There are several commercial lease types, and understanding all the terminology involved in, like triple net investment, NNN investments, or a 1031 exchange investment can be overwhelming. Commercial lease types also tend to vary by location, so it?s always helpful to have a lease advisor or broker to discuss things with. To help you get your feet wet, though, here are some of the basics about commercial lease types:
- There are two ways of calculating leases: gross and net. In gross leases, the tenant is usually responsible to pay one lump sum that covers not only rental on the property, but also taxes, utilities, and all the various fees. The landlord pays for things like maintenance and janitorial service out of that sum. With a net leas, only the base rate gets paid and the tenant is responsible for all expenses, such as property tax, insurance, janitorial service, and more.
- The full service gross lease includes everything. This type of commercial leasing is really for tenants who don?t have time or interest in sorting out where to pay the water bill, whether the janitorial service is due a payment on the 10th or the 20th of this month, and haggling with garbage service during a strike. An advantage of this type of lease for the tenant is that costs are static throughout the year. For example, if air conditioning or heating increases energy costs during the summer or winter, this does not change the rent. The downside is, of course, that the ultimate yearly cost is almost always higher than if the tenant had paid for everything separately.

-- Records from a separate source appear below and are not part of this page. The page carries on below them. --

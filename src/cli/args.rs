//! CLI argument parsing with clap.

use clap::{Parser, Subcommand};
use std::path::PathBuf;

use textart::ConversionConfig;

use super::enums::ColorChoice;

/// Convert images into text art
#[derive(Parser, Debug)]
#[command(name = "textart")]
#[command(version, about = "Convert images into text art", long_about = None)]
pub struct Args {
    #[command(subcommand)]
    pub command: Command,

    /// Config file path
    #[arg(long, short, global = true)]
    pub config: Option<PathBuf>,

    /// Log pipeline stages to stderr
    #[arg(long, short, global = true)]
    pub verbose: bool,
}

#[derive(Subcommand, Debug)]
pub enum Command {
    /// Convert an image
    Convert(ConvertArgs),
    /// List character presets
    ListPresets {
        /// Show each preset's glyphs
        #[arg(long)]
        glyphs: bool,
        /// Print as JSON
        #[arg(long)]
        json: bool,
    },
    /// Suggest settings for an image (JSON)
    Suggest {
        image: PathBuf,
        /// Requested output width
        #[arg(long, short, default_value = "100")]
        width: u32,
    },
    /// Configuration management
    Config {
        #[command(subcommand)]
        action: ConfigAction,
    },
}

#[derive(Subcommand, Debug, Clone)]
pub enum ConfigAction {
    /// Show current configuration
    Show,
    /// Create default config file
    Init,
}

/// Flags of the `convert` subcommand. Unset options keep the config file value.
#[derive(clap::Args, Debug)]
pub struct ConvertArgs {
    /// Image file to convert
    pub image: PathBuf,

    /// Output width in characters
    #[arg(long, short)]
    pub width: Option<u32>,

    /// Colour mode
    #[arg(long, short = 'm')]
    pub color: Option<ColorChoice>,

    /// Character preset (see list-presets)
    #[arg(long, short)]
    pub preset: Option<String>,

    /// Custom characters, least to most dense
    #[arg(long)]
    pub chars: Option<String>,

    /// Floyd-Steinberg dithering
    #[arg(long, overrides_with = "no_dither")]
    pub dither: bool,

    /// Turn dithering off
    #[arg(long, overrides_with = "dither")]
    pub no_dither: bool,

    /// Edge detection
    #[arg(long, overrides_with = "no_edges")]
    pub edges: bool,

    /// Turn edge detection off
    #[arg(long, overrides_with = "edges")]
    pub no_edges: bool,

    /// Edge threshold (0-255)
    #[arg(long)]
    pub edge_threshold: Option<u8>,

    /// Glyph aspect ratio correction
    #[arg(long)]
    pub aspect: Option<f32>,

    /// Invert brightness (for light backgrounds)
    #[arg(long, overrides_with = "no_invert")]
    pub invert: bool,

    /// Do not invert brightness
    #[arg(long, overrides_with = "invert")]
    pub no_invert: bool,

    #[arg(long)]
    pub blur: Option<f32>,

    #[arg(long)]
    pub sharpen: Option<f32>,

    #[arg(long)]
    pub brightness: Option<f32>,

    #[arg(long)]
    pub saturation: Option<f32>,

    #[arg(long)]
    pub contrast: Option<f32>,

    #[arg(long)]
    pub gamma: Option<f32>,

    /// Tonal detail level (1.0 = unchanged)
    #[arg(long)]
    pub detail: Option<f32>,

    /// Auto-stretch the histogram
    #[arg(long, overrides_with = "no_enhance_contrast")]
    pub enhance_contrast: bool,

    /// Do not stretch the histogram
    #[arg(long, overrides_with = "enhance_contrast")]
    pub no_enhance_contrast: bool,

    /// Colour braille cells
    #[arg(long, overrides_with = "no_braille_color")]
    pub braille_color: bool,

    /// Monochrome braille cells
    #[arg(long, overrides_with = "braille_color")]
    pub no_braille_color: bool,

    /// Downscale large images before filtering
    #[arg(long, overrides_with = "no_optimize_memory")]
    pub optimize_memory: bool,

    /// Keep full resolution before filtering
    #[arg(long, overrides_with = "optimize_memory")]
    pub no_optimize_memory: bool,

    /// Longest side kept by --optimize-memory
    #[arg(long)]
    pub max_image_size: Option<u32>,

    /// Start from suggested settings for this image
    #[arg(long)]
    pub auto_settings: bool,

    /// Write to a file instead of stdout
    #[arg(long, short)]
    pub output: Option<PathBuf>,

    /// Wrap HTML output in a standalone page
    #[arg(long)]
    pub html_page: bool,

    /// HTML page font size in points
    #[arg(long, default_value = "8")]
    pub font_size: u32,

    /// HTML page font family
    #[arg(long, default_value = "monospace")]
    pub font_family: String,

    /// HTML page background colour
    #[arg(long, default_value = "#000000")]
    pub bg_color: String,
}

impl ConvertArgs {
    /// Overlay the flags that were given onto `cfg`.
    pub fn apply(&self, cfg: &mut ConversionConfig) {
        if let Some(w) = self.width {
            cfg.output_width = w;
        }
        if let Some(c) = self.color {
            cfg.color_mode = c.into();
        }
        if let Some(p) = &self.preset {
            cfg.preset = p.clone();
        }
        if let Some(chars) = &self.chars {
            cfg.custom_chars = Some(chars.clone());
        }
        if let Some(t) = self.edge_threshold {
            cfg.edge_threshold = t;
        }
        if let Some(a) = self.aspect {
            cfg.aspect_ratio_correction = a;
        }
        if let Some(v) = self.blur {
            cfg.blur = v;
        }
        if let Some(v) = self.sharpen {
            cfg.sharpen = v;
        }
        if let Some(v) = self.brightness {
            cfg.brightness = v;
        }
        if let Some(v) = self.saturation {
            cfg.saturation = v;
        }
        if let Some(v) = self.contrast {
            cfg.contrast = v;
        }
        if let Some(v) = self.gamma {
            cfg.gamma = v;
        }
        if let Some(v) = self.detail {
            cfg.detail_level = v;
        }
        if let Some(v) = self.max_image_size {
            cfg.max_image_size = v;
        }
        toggle(&mut cfg.dithering, self.dither, self.no_dither);
        toggle(&mut cfg.edge_detect, self.edges, self.no_edges);
        toggle(&mut cfg.invert, self.invert, self.no_invert);
        toggle(&mut cfg.enhance_contrast, self.enhance_contrast, self.no_enhance_contrast);
        toggle(&mut cfg.braille_color, self.braille_color, self.no_braille_color);
        toggle(&mut cfg.optimize_memory, self.optimize_memory, self.no_optimize_memory);
    }
}

/// `--flag` turns a setting on, `--no-flag` off; neither keeps the config value.
fn toggle(setting: &mut bool, on: bool, off: bool) {
    if on {
        *setting = true;
    } else if off {
        *setting = false;
    }
}

#[cfg(test)]
mod tests {
    use super::*;
    use textart::ColorMode;

    fn convert_args(argv: &[&str]) -> ConvertArgs {
        match Args::parse_from(argv).command {
            Command::Convert(args) => args,
            other => panic!("Expected Convert subcommand, got {:?}", other),
        }
    }

    #[test]
    fn test_convert_defaults() {
        let args = convert_args(&["textart", "convert", "cat.png"]);
        assert_eq!(args.image, PathBuf::from("cat.png"));
        assert!(args.width.is_none());
        assert!(args.color.is_none());
        assert!(args.preset.is_none());
        assert!(!args.dither);
        assert!(!args.edges);
        assert!(args.output.is_none());
        assert!(!args.html_page);
        assert_eq!(args.font_size, 8);
        assert_eq!(args.font_family, "monospace");
        assert_eq!(args.bg_color, "#000000");
    }

    #[test]
    fn test_unset_flags_keep_config() {
        let args = convert_args(&["textart", "convert", "cat.png"]);
        let mut cfg = ConversionConfig {
            output_width: 42,
            dithering: true,
            ..ConversionConfig::default()
        };
        args.apply(&mut cfg);
        assert_eq!(cfg.output_width, 42);
        assert!(cfg.dithering);
    }

    #[test]
    fn test_flags_override_config() {
        let args = convert_args(&[
            "textart", "convert", "cat.png", "-w", "60", "-m", "ansi", "-p", "block", "--dither",
            "--edges", "--edge-threshold", "90", "--gamma", "1.5", "--invert",
        ]);
        let mut cfg = ConversionConfig::default();
        args.apply(&mut cfg);
        assert_eq!(cfg.output_width, 60);
        assert_eq!(cfg.color_mode, ColorMode::Ansi256);
        assert_eq!(cfg.preset, "block");
        assert!(cfg.dithering);
        assert!(cfg.edge_detect);
        assert_eq!(cfg.edge_threshold, 90);
        assert_eq!(cfg.gamma, 1.5);
        assert!(cfg.invert);
    }

    #[test]
    fn test_no_flags_switch_config_off() {
        let args = convert_args(&[
            "textart", "convert", "cat.png", "--no-dither", "--no-edges", "--no-invert",
        ]);
        let mut cfg = ConversionConfig {
            dithering: true,
            edge_detect: true,
            invert: true,
            optimize_memory: true,
            ..ConversionConfig::default()
        };
        args.apply(&mut cfg);
        assert!(!cfg.dithering);
        assert!(!cfg.edge_detect);
        assert!(!cfg.invert);
        assert!(cfg.optimize_memory);
    }

    #[test]
    fn test_last_of_flag_pair_wins() {
        let args = convert_args(&["textart", "convert", "cat.png", "--dither", "--no-dither"]);
        assert!(!args.dither);
        assert!(args.no_dither);
        let mut cfg = ConversionConfig {
            dithering: true,
            ..ConversionConfig::default()
        };
        args.apply(&mut cfg);
        assert!(!cfg.dithering);

        let args = convert_args(&["textart", "convert", "cat.png", "--no-edges", "--edges"]);
        let mut cfg = ConversionConfig::default();
        args.apply(&mut cfg);
        assert!(cfg.edge_detect);
    }

    #[test]
    fn test_chars_option() {
        let args = convert_args(&["textart", "convert", "cat.png", "--chars", " .oO"]);
        let mut cfg = ConversionConfig::default();
        args.apply(&mut cfg);
        assert_eq!(cfg.custom_chars.as_deref(), Some(" .oO"));
    }

    #[test]
    fn test_global_config_option() {
        let args = Args::parse_from(["textart", "--config", "/tmp/config.toml", "list-presets"]);
        assert_eq!(args.config, Some(PathBuf::from("/tmp/config.toml")));

        let args = Args::parse_from(["textart", "list-presets", "-c", "/tmp/test.toml", "-v"]);
        assert_eq!(args.config, Some(PathBuf::from("/tmp/test.toml")));
        assert!(args.verbose);
    }

    #[test]
    fn test_list_presets_subcommand() {
        let args = Args::parse_from(["textart", "list-presets", "--glyphs", "--json"]);
        assert!(matches!(
            args.command,
            Command::ListPresets {
                glyphs: true,
                json: true
            }
        ));
    }

    #[test]
    fn test_suggest_subcommand() {
        let args = Args::parse_from(["textart", "suggest", "cat.png", "--width", "80"]);
        match args.command {
            Command::Suggest { image, width } => {
                assert_eq!(image, PathBuf::from("cat.png"));
                assert_eq!(width, 80);
            }
            _ => panic!("Expected Suggest subcommand"),
        }
    }

    #[test]
    fn test_config_show_subcommand() {
        let args = Args::parse_from(["textart", "config", "show"]);
        match args.command {
            Command::Config {
                action: ConfigAction::Show,
            } => (),
            _ => panic!("Expected Config Show subcommand"),
        }
    }

    #[test]
    fn test_config_init_subcommand() {
        let args = Args::parse_from(["textart", "config", "init"]);
        match args.command {
            Command::Config {
                action: ConfigAction::Init,
            } => (),
            _ => panic!("Expected Config Init subcommand"),
        }
    }

    #[test]
    fn test_missing_image_is_an_error() {
        assert!(Args::try_parse_from(["textart", "convert"]).is_err());
    }
}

- The modified service gross lease tries to be the best of both worlds. This type of lease involves a lot of negotiations, as the tenant and landlord hammer out who will pay for what, and how much. If bargaining and negotiating don?t stress everyone out, though, it can be a way of compromising that leaves both parties satisfied.
- There are four different types of net leases, speaking generally. While the gross lease types are more common in buildings with multiple tenants, the net lease is usually used for single tenant structures. The tenant is responsible for certain operating costs, depending on the lease type. Net commercial lease types include the single net least, double net lease, and triple net lease. In the single, the tenant pays for rent and property taxes, while the landlord covers insurance and maintenance. Utilities and janitorial services may go either way. The double net lease is similar, but the tenant will also pay for property insurance.
Triple net properties, also referred to as NNN properties, are the most common and the favorite among landlords, as the tenant will be paying all maintenance fees, taxes, other fees, and insurance, as well as rent. An NNN lease is generally only made with a tenant who has excellent credit. This types of lease is popular with part-time investors.
There are many different commercial lease types, and sorting through all of them can be tricky, There are also issues of depreciation and credit to consider, and it?s important to remember that there?s no such thing as completely risk-free investment. Discussing the leasing possibilities with a net lease advisor is key to understanding all the issues and determining what is best for you.